The task:
Transcribe exactly the line containing "- **Depend on" and each line after it, through the end of the entries, with nothing before or after.

Dataset entries
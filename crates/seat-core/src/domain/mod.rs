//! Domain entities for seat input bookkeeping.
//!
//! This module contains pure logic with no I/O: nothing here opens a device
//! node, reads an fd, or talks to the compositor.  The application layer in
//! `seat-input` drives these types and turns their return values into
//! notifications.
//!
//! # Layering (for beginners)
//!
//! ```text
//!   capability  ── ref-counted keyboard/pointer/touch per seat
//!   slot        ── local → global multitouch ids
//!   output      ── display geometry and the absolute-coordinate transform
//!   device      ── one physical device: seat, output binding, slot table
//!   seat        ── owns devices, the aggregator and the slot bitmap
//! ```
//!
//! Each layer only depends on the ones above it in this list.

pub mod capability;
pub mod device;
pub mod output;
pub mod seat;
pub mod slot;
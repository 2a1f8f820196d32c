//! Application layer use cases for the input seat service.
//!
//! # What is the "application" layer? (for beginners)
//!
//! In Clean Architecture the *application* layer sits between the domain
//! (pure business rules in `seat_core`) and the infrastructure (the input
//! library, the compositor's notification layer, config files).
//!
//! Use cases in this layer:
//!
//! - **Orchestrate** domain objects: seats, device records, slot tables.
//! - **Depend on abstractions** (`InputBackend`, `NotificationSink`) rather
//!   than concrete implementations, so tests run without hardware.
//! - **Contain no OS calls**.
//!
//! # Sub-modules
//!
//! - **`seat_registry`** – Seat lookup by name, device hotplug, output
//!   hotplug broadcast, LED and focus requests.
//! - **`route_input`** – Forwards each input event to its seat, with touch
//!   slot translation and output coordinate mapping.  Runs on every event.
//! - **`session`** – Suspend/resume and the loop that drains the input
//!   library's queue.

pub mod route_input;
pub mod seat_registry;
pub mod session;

Exercise answer:
//! - **Depend on abstractions** (`InputBackend`, `NotificationSink`) rather
//!   than concrete implementations, so tests run without hardware.
//! - **Contain no OS calls**.
//!
//! # Sub-modules
//!
//! - **`seat_registry`** – Seat lookup by name, device hotplug, output
//!   hotplug broadcast, LED and focus requests.
//! - **`route_input`** – Forwards each input event to its seat, with touch
//!   slot translation and output coordinate mapping.  Runs on every event.
//! - **`session`** – Suspend/resume and the loop that drains the input
//!   library's queue.

pub mod route_input;
pub mod seat_registry;
pub mod session;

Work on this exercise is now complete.